### WHAT TO WORK ON
Go through the records below line by line, counting those that contain the word "RemoveBlockDefinition"; answer with the count only.
(Beginning of RECORD SET)
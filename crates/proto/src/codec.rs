//! Packet codec for the block definition packets
//!
//! Every packet handled here has a fixed size determined by its id, so framing
//! needs no length prefix: the decoder waits until a whole packet is buffered.

use crate::block::{BasicParams, DrawMode, ExtendedParams, Solidity, WalkSound};
use crate::error::{ProtoError, Result};
use crate::packet::{
    self, MessageType, Packet, ID_DEFINE_BLOCK, ID_DEFINE_BLOCK_EXT, ID_MESSAGE,
    ID_REMOVE_BLOCK_DEFINITION,
};
use bytes::{Buf, BufMut, Bytes, BytesMut};

/// Length of every protocol string.
pub const STRING_LENGTH: usize = 64;

/// Packet codec for encoding and decoding block definition traffic
#[derive(Debug)]
pub struct PacketCodec {
    /// Decoder buffer
    buffer: BytesMut,
}

impl Clone for PacketCodec {
    fn clone(&self) -> Self {
        Self {
            buffer: BytesMut::new(), // Start with empty buffer for clone
        }
    }
}

impl PacketCodec {
    pub fn new() -> Self {
        Self {
            buffer: BytesMut::with_capacity(1024),
        }
    }

    /// Encode a packet to bytes
    pub fn encode(&self, packet: &Packet) -> Bytes {
        let mut buf = BytesMut::with_capacity(packet.wire_size());
        encode_into(packet, &mut buf);
        buf.freeze()
    }

    /// Add data to the decoder buffer
    pub fn add_data(&mut self, data: &[u8]) {
        self.buffer.extend_from_slice(data);
    }

    /// Try to decode a packet from the buffer
    ///
    /// Returns `Ok(None)` until a complete packet is available.
    pub fn decode(&mut self) -> Result<Option<Packet>> {
        let Some(&packet_id) = self.buffer.first() else {
            return Ok(None);
        };

        let size = packet::wire_size(packet_id);
        if size == 0 {
            tracing::warn!("Unknown packet id 0x{:02x}, discarding {} buffered bytes", packet_id, self.buffer.len());
            self.buffer.clear();
            return Err(ProtoError::UnknownPacket(packet_id));
        }
        if self.buffer.len() < size {
            return Ok(None);
        }

        let mut frame = self.buffer.split_to(size).freeze();
        decode_frame(&mut frame).map(Some)
    }

    /// Decode every complete packet currently buffered
    pub fn decode_all(&mut self) -> Result<Vec<Packet>> {
        let mut packets = Vec::new();

        while let Some(packet) = self.decode()? {
            packets.push(packet);
        }

        Ok(packets)
    }

    pub fn buffer_size(&self) -> usize {
        self.buffer.len()
    }

    pub fn clear_buffer(&mut self) {
        self.buffer.clear();
    }
}

impl Default for PacketCodec {
    fn default() -> Self {
        Self::new()
    }
}

/// Append the wire form of `packet` to `buf`.
pub fn encode_into(packet: &Packet, buf: &mut BytesMut) {
    buf.put_u8(packet.packet_id());

    match packet {
        Packet::Message { kind, text } => {
            buf.put_u8(*kind as u8);
            put_string(buf, text);
        }
        Packet::DefineBlock { id, name, params } => {
            buf.put_u8(*id);
            put_string(buf, name);
            put_basic(buf, params);
        }
        Packet::RemoveBlockDefinition { id } => {
            buf.put_u8(*id);
        }
        Packet::DefineBlockExt { id, name, params } => {
            buf.put_u8(*id);
            put_string(buf, name);
            put_extended(buf, params);
        }
    }
}

/// Decode one complete frame, packet id included.
pub fn decode_frame(buf: &mut Bytes) -> Result<Packet> {
    if !buf.has_remaining() {
        return Err(ProtoError::BufferUnderflow { expected: 1, actual: 0 });
    }

    let packet_id = buf[0];
    let expected = packet::wire_size(packet_id);
    if expected == 0 {
        return Err(ProtoError::UnknownPacket(packet_id));
    }
    if buf.remaining() < expected {
        return Err(ProtoError::BufferUnderflow { expected, actual: buf.remaining() });
    }
    buf.advance(1);

    let packet = match packet_id {
        ID_MESSAGE => {
            let kind = field("message type", buf.get_u8(), MessageType::try_from)?;
            Packet::Message { kind, text: get_string(buf) }
        }
        ID_DEFINE_BLOCK => Packet::DefineBlock {
            id: buf.get_u8(),
            name: get_string(buf),
            params: get_basic(buf)?,
        },
        ID_REMOVE_BLOCK_DEFINITION => Packet::RemoveBlockDefinition { id: buf.get_u8() },
        ID_DEFINE_BLOCK_EXT => Packet::DefineBlockExt {
            id: buf.get_u8(),
            name: get_string(buf),
            params: get_extended(buf)?,
        },
        other => return Err(ProtoError::UnknownPacket(other)),
    };

    Ok(packet)
}

/// Write a space padded 64 byte string. Non-ASCII characters become `?`.
fn put_string(buf: &mut BytesMut, text: &str) {
    let mut written = 0;
    for ch in text.chars().take(STRING_LENGTH) {
        buf.put_u8(if ch.is_ascii() { ch as u8 } else { b'?' });
        written += 1;
    }
    buf.put_bytes(b' ', STRING_LENGTH - written);
}

fn get_string(buf: &mut Bytes) -> String {
    let raw = buf.split_to(STRING_LENGTH);
    String::from_utf8_lossy(&raw).trim_end_matches(' ').to_owned()
}

fn field<T>(name: &'static str, value: u8, convert: impl FnOnce(u8) -> std::result::Result<T, u8>) -> Result<T> {
    convert(value).map_err(|value| ProtoError::InvalidField { field: name, value })
}

fn put_basic(buf: &mut BytesMut, p: &BasicParams) {
    buf.put_u8(p.solidity as u8);
    buf.put_u8(p.move_speed);
    buf.put_u8(p.top_tex);
    buf.put_u8(p.side_tex);
    buf.put_u8(p.bottom_tex);
    buf.put_u8(u8::from(p.transmits_light));
    buf.put_u8(p.walk_sound as u8);
    buf.put_u8(u8::from(p.full_bright));
    buf.put_u8(p.shape);
    buf.put_u8(p.draw_mode as u8);
    buf.put_u8(p.fog_density);
    buf.put_u8(p.fog_r);
    buf.put_u8(p.fog_g);
    buf.put_u8(p.fog_b);
}

fn get_basic(buf: &mut Bytes) -> Result<BasicParams> {
    Ok(BasicParams {
        solidity: field("solidity", buf.get_u8(), Solidity::try_from)?,
        move_speed: buf.get_u8(),
        top_tex: buf.get_u8(),
        side_tex: buf.get_u8(),
        bottom_tex: buf.get_u8(),
        transmits_light: buf.get_u8() != 0,
        walk_sound: field("walk sound", buf.get_u8(), WalkSound::try_from)?,
        full_bright: buf.get_u8() != 0,
        shape: buf.get_u8(),
        draw_mode: field("draw mode", buf.get_u8(), DrawMode::try_from)?,
        fog_density: buf.get_u8(),
        fog_r: buf.get_u8(),
        fog_g: buf.get_u8(),
        fog_b: buf.get_u8(),
    })
}

fn put_extended(buf: &mut BytesMut, p: &ExtendedParams) {
    buf.put_u8(p.solidity as u8);
    buf.put_u8(p.move_speed);
    buf.put_u8(p.top_tex);
    buf.put_u8(p.left_tex);
    buf.put_u8(p.right_tex);
    buf.put_u8(p.front_tex);
    buf.put_u8(p.back_tex);
    buf.put_u8(p.bottom_tex);
    buf.put_u8(u8::from(p.transmits_light));
    buf.put_u8(p.walk_sound as u8);
    buf.put_u8(u8::from(p.full_bright));
    buf.put_slice(&[p.min_x, p.min_y, p.min_z, p.max_x, p.max_y, p.max_z]);
    buf.put_u8(p.draw_mode as u8);
    buf.put_u8(p.fog_density);
    buf.put_u8(p.fog_r);
    buf.put_u8(p.fog_g);
    buf.put_u8(p.fog_b);
}

fn get_extended(buf: &mut Bytes) -> Result<ExtendedParams> {
    Ok(ExtendedParams {
        solidity: field("solidity", buf.get_u8(), Solidity::try_from)?,
        move_speed: buf.get_u8(),
        top_tex: buf.get_u8(),
        left_tex: buf.get_u8(),
        right_tex: buf.get_u8(),
        front_tex: buf.get_u8(),
        back_tex: buf.get_u8(),
        bottom_tex: buf.get_u8(),
        transmits_light: buf.get_u8() != 0,
        walk_sound: field("walk sound", buf.get_u8(), WalkSound::try_from)?,
        full_bright: buf.get_u8() != 0,
        min_x: buf.get_u8(),
        min_y: buf.get_u8(),
        min_z: buf.get_u8(),
        max_x: buf.get_u8(),
        max_y: buf.get_u8(),
        max_z: buf.get_u8(),
        draw_mode: field("draw mode", buf.get_u8(), DrawMode::try_from)?,
        fog_density: buf.get_u8(),
        fog_r: buf.get_u8(),
        fog_g: buf.get_u8(),
        fog_b: buf.get_u8(),
    })
}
(End of RECORD SET)
### EXERCISE OUTPUT
2